I've always boarded, so this wasn't something I had to think about before 

I'm going to have hay delivered tomorrow ..... so, do you tip the guy that delivers the hay? If so, how much?

Thank you!!


----------



## Taz (Jul 12, 2021)

I never have. Any hay I've had delivered was by the guy I bought it from and they get payed PLENTY.


----------



## Capriole (Jul 12, 2021)

Thank you.
Yeah, it was a bit more than I expected...plus I am paying a delivery fee (it's not too much, but...still)


----------



## Willow Flats (Jul 12, 2021)

I don't get delivery but I pick up my hay from the grower and a teen-ager loads my truck so I always tip him because it is back breaking work.
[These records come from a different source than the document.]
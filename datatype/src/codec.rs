//! The codec contract and the non-temporal XSD codecs.

use crate::error::{CodecError, CodecResult};
use ontic_core::Value;
use regex_lite::Regex;
use std::fmt;
use std::sync::OnceLock;

/// The kind of [`Value`] a codec produces.
#[derive(Debug, Clone, Copy, PartialEq, Eq, Hash)]
pub enum ValueKind {
    String,
    Bool,
    Int,
    Float,
    Timestamp,
}

impl ValueKind {
    /// Returns true if `value` is of this kind.
    pub fn accepts(self, value: &Value) -> bool {
        matches!(
            (self, value),
            (ValueKind::String, Value::String(_))
                | (ValueKind::Bool, Value::Bool(_))
                | (ValueKind::Int, Value::Int(_))
                | (ValueKind::Float, Value::Float(_))
                | (ValueKind::Timestamp, Value::Timestamp(_))
        )
    }
}

/// Converts between the lexical form of a datatype and a [`Value`].
///
/// `format(parse(text))` yields a canonical lexical form; for canonical input
/// it is `text` itself.
pub trait DatatypeCodec: Send + Sync + fmt::Debug {
    /// Local name of the datatype, e.g. `int`.
    fn name(&self) -> &str;

    /// Kind of value produced by [`DatatypeCodec::parse`].
    fn value_kind(&self) -> ValueKind;

    /// Parse literal text.
    fn parse(&self, text: &str) -> CodecResult<Value>;

    /// Format a value as literal text.
    fn format(&self, value: &Value) -> CodecResult<String>;
}

/// Match `text` against a lazily compiled pattern.
pub(crate) fn lexical_match(
    cell: &'static OnceLock<Option<Regex>>,
    pattern: &str,
    text: &str,
) -> bool {
    cell.get_or_init(|| Regex::new(pattern).ok())
        .as_ref()
        .map_or(false, |re| re.is_match(text))
}

/// Capture groups of `text` against a lazily compiled pattern.
pub(crate) fn lexical_captures<'t>(
    cell: &'static OnceLock<Option<Regex>>,
    pattern: &str,
    text: &'t str,
) -> Option<Vec<Option<&'t str>>> {
    let re = cell.get_or_init(|| Regex::new(pattern).ok()).as_ref()?;
    let caps = re.captures(text)?;
    Some(
        (1..caps.len())
            .map(|i| caps.get(i).map(|m| m.as_str()))
            .collect(),
    )
}

// ==================== Strings ====================

/// `xsd:string` and `xsd:normalizedString`.
#[derive(Debug, Clone)]
pub struct StringCodec {
    name: &'static str,
    normalized: bool,
}

impl StringCodec {
    pub fn string() -> Self {
        Self {
            name: "string",
            normalized: false,
        }
    }

    /// Tabs, carriage returns and line feeds are replaced by spaces.
    pub fn normalized() -> Self {
        Self {
            name: "normalizedString",
            normalized: true,
        }
    }
}

impl DatatypeCodec for StringCodec {
    fn name(&self) -> &str {
        self.name
    }

    fn value_kind(&self) -> ValueKind {
        ValueKind::String
    }

    fn parse(&self, text: &str) -> CodecResult<Value> {
        if self.normalized {
            Ok(Value::String(text.replace(['\t', '\r', '\n'], " ")))
        } else {
            Ok(Value::String(text.to_string()))
        }
    }

    fn format(&self, value: &Value) -> CodecResult<String> {
        match value {
            Value::String(s) => Ok(s.clone()),
            other => Err(CodecError::unsupported_value(self.name, other.type_name())),
        }
    }
}

// ==================== Booleans ====================

/// `xsd:boolean`. Only `true` and `false` are accepted.
#[derive(Debug, Clone, Default)]
pub struct BooleanCodec;

impl DatatypeCodec for BooleanCodec {
    fn name(&self) -> &str {
        "boolean"
    }

    fn value_kind(&self) -> ValueKind {
        ValueKind::Bool
    }

    fn parse(&self, text: &str) -> CodecResult<Value> {
        match text {
            "true" => Ok(Value::Bool(true)),
            "false" => Ok(Value::Bool(false)),
            _ => Err(CodecError::invalid_literal(
                "boolean",
                text,
                "expected 'true' or 'false'",
            )),
        }
    }

    fn format(&self, value: &Value) -> CodecResult<String> {
        match value {
            Value::Bool(b) => Ok(b.to_string()),
            other => Err(CodecError::unsupported_value("boolean", other.type_name())),
        }
    }
}

// ==================== Integers ====================

/// A bounded XSD integer type.
#[derive(Debug, Clone)]
pub struct IntegerCodec {
    name: &'static str,
    min: i64,
    max: i64,
}

impl IntegerCodec {
    pub fn new(name: &'static str, min: i64, max: i64) -> Self {
        Self { name, min, max }
    }

    /// Every XSD integer type with its value bounds. Unbounded types are
    /// capped to the 64-bit range.
    pub fn xsd_family() -> Vec<Self> {
        vec![
            Self::new("byte", i8::MIN as i64, i8::MAX as i64),
            Self::new("unsignedByte", 0, u8::MAX as i64),
            Self::new("short", i16::MIN as i64, i16::MAX as i64),
            Self::new("unsignedShort", 0, u16::MAX as i64),
            Self::new("int", i32::MIN as i64, i32::MAX as i64),
            Self::new("unsignedInt", 0, u32::MAX as i64),
            Self::new("integer", i64::MIN, i64::MAX),
            Self::new("nonNegativeInteger", 0, i64::MAX),
            Self::new("positiveInteger", 1, i64::MAX),
            Self::new("nonPositiveInteger", i64::MIN, 0),
            Self::new("negativeInteger", i64::MIN, -1),
            Self::new("long", i64::MIN, i64::MAX),
            Self::new("unsignedLong", 0, i64::MAX),
        ]
    }

    fn check(&self, n: i64) -> bool {
        n >= self.min && n <= self.max
    }
}

impl DatatypeCodec for IntegerCodec {
    fn name(&self) -> &str {
        self.name
    }

    fn value_kind(&self) -> ValueKind {
        ValueKind::Int
    }

    fn parse(&self, text: &str) -> CodecResult<Value> {
        let n: i64 = text
            .trim()
            .parse()
            .map_err(|e: std::num::ParseIntError| {
                CodecError::invalid_literal(self.name, text, e.to_string())
            })?;
        if !self.check(n) {
            return Err(CodecError::invalid_literal(
                self.name,
                text,
                format!("out of range [{}, {}]", self.min, self.max),
            ));
        }
        Ok(Value::Int(n))
    }

    fn format(&self, value: &Value) -> CodecResult<String> {
        match value {
            Value::Int(n) if self.check(*n) => Ok(n.to_string()),
            other => Err(CodecError::unsupported_value(self.name, other.type_name())),
        }
    }
}

// ==================== Floating point ====================

/// `xsd:float` and `xsd:double`, including `INF`, `-INF` and `NaN`.
#[derive(Debug, Clone)]
pub struct FloatCodec {
    name: &'static str,
    single: bool,
}

impl FloatCodec {
    pub fn float() -> Self {
        Self {
            name: "float",
            single: true,
        }
    }

    pub fn double() -> Self {
        Self {
            name: "double",
            single: false,
        }
    }
}

static FLOAT_LEXICAL: OnceLock<Option<Regex>> = OnceLock::new();

impl DatatypeCodec for FloatCodec {
    fn name(&self) -> &str {
        self.name
    }

    fn value_kind(&self) -> ValueKind {
        ValueKind::Float
    }

    fn parse(&self, text: &str) -> CodecResult<Value> {
        let text = text.trim();
        let f = match text {
            "INF" | "+INF" => f64::INFINITY,
            "-INF" => f64::NEG_INFINITY,
            "NaN" => f64::NAN,
            _ => {
                if !lexical_match(
                    &FLOAT_LEXICAL,
                    r"^[+-]?([0-9]+(\.[0-9]*)?|\.[0-9]+)([eE][+-]?[0-9]+)?$",
                    text,
                ) {
                    return Err(CodecError::invalid_literal(self.name, text, "not a number"));
                }
                text.parse::<f64>()
                    .map_err(|e| CodecError::invalid_literal(self.name, text, e.to_string()))?
            }
        };
        if self.single && f.is_finite() && f.abs() > f32::MAX as f64 {
            return Err(CodecError::invalid_literal(self.name, text, "out of range"));
        }
        Ok(Value::Float(f))
    }

    fn format(&self, value: &Value) -> CodecResult<String> {
        let f = match value {
            Value::Float(f) => *f,
            Value::Int(n) => *n as f64,
            other => return Err(CodecError::unsupported_value(self.name, other.type_name())),
        };
        Ok(if f.is_nan() {
            "NaN".to_string()
        } else if f == f64::INFINITY {
            "INF".to_string()
        } else if f == f64::NEG_INFINITY {
            "-INF".to_string()
        } else {
            f.to_string()
        })
    }
}

/// `xsd:decimal`. Decoded as a double.
#[derive(Debug, Clone, Default)]
pub struct DecimalCodec;

static DECIMAL_LEXICAL: OnceLock<Option<Regex>> = OnceLock::new();

impl DatatypeCodec for DecimalCodec {
    fn name(&self) -> &str {
        "decimal"
    }

    fn value_kind(&self) -> ValueKind {
        ValueKind::Float
    }

    fn parse(&self, text: &str) -> CodecResult<Value> {
        let text = text.trim();
        if !lexical_match(&DECIMAL_LEXICAL, r"^[+-]?([0-9]+(\.[0-9]*)?|\.[0-9]+)$", text) {
            return Err(CodecError::invalid_literal("decimal", text, "not a decimal"));
        }
        text.parse::<f64>()
            .map(Value::Float)
            .map_err(|e| CodecError::invalid_literal("decimal", text, e.to_string()))
    }

    fn format(&self, value: &Value) -> CodecResult<String> {
        match value {
            Value::Float(f) if f.is_finite() => Ok(f.to_string()),
            Value::Int(n) => Ok(n.to_string()),
            other => Err(CodecError::unsupported_value("decimal", other.type_name())),
        }
    }
}
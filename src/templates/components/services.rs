use crate::domain::catalog::SERVICES;
use crate::templates::components::icon::icon;
use crate::templates::components::section_heading;
use maud::{html, Markup};

pub fn services() -> Markup {
    html! {
        section id="services" class="section services" {
            (section_heading(
                "Why Choose Us",
                html! { "Expert Services " span class="muted" { "Tailored to You" } },
            ))
            p class="lead" {
                "From property sales to investment consulting, we provide comprehensive "
                "solutions tailored to your unique goals."
            }
            div class="service-grid" {
                @for service in SERVICES {
                    article class="service-card" {
                        div class="service-icon" { (icon(service.icon)) }
                        h3 { (service.title) }
                        p { (service.description) }
                    }
                }
            }
        }
    }
}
Work a lot of teens wouldn't do these days!!!


----------



## Taz (Jul 12, 2021)

That I can see doing. It's hard work and they don't get much for doing it.


----------



## Marsha Cassada (Jul 12, 2021)

Hard question. I'm inclined to think anyone who delivers may be tipped. Maybe just $10 or something. Or $20 if you are inclined.


----------



## Kelly (Jul 12, 2021)

If there is a delivery charge I usually don’t tip. How much hay are we talking? Where will they be putting the hay? Are you having them place it in a specific spot that needs to be done with special care? Then yes, I would tip for their efforts, especially if it were a large amount of hay. Are they unloading it off the truck and you have to put it where you want it? Then I wouldn’t tip. Ultimately if you want to tip, then tip, if you don’t, then don’t 

YES, I always tip those poor boys at the feed store who fill my truck with hay!!


----------



## JFNM miniatures (Jul 13, 2021)

I don't tip because the farmer who brings our hay charges delivery fees and just parks his trailer in our yard.... and WE do all the back breaking work of unloading 300-400 square bales and stacking them in the hay loft...  But if he unloaded it for us, I think I would tip him. But since he just drops the trailer and comes to get the next day, it once it's empty, I don't tip.


----------



## Minimor (Jul 15, 2021)

I have never tipped the hay delivery guy--my hay guy delivers the hay--round bales--and we offload with a tractor or truck. He charges a delivery fee in the price of the hay. If I buy elsewhere then I pay a trucker to deliver. The last semi load of hay I got came from 5 hours away. I paid the trucker $1800 to haul that load--trucker is the owner of the trucking business--so no, I did not tip him.


----------



## Cayuse (Jul 15, 2021)

No. I get my hay at Agway and don't tip when they load. I do get 10-15 bale delivered from another feed store about every 4-6 weeks and I don't tip them, they are here for 2 minutes, don't stack, just put the hay in the doorway and always leave a mess. A friend of mine said they probably wouldn't leave a mess if I did pony up a tipped, but I'm not rewarding a sloppy job (stuff knocked overs, plants run over, extra loose hay from the truck dumped on the lawn, plus they are so grouchy I won't stay out in the barn when I hear the truck coming. They are truly unpleasant)


----------



## Ilovehorses123 (Apr 12, 2022)

Oh, how do you tolerate them? Only if there are no other options, I understand... I am amazed by such people who do their job just to do it and in this case don't care about what they leave behind. It's their reputation. For such work, they should pay compensation to you..


----------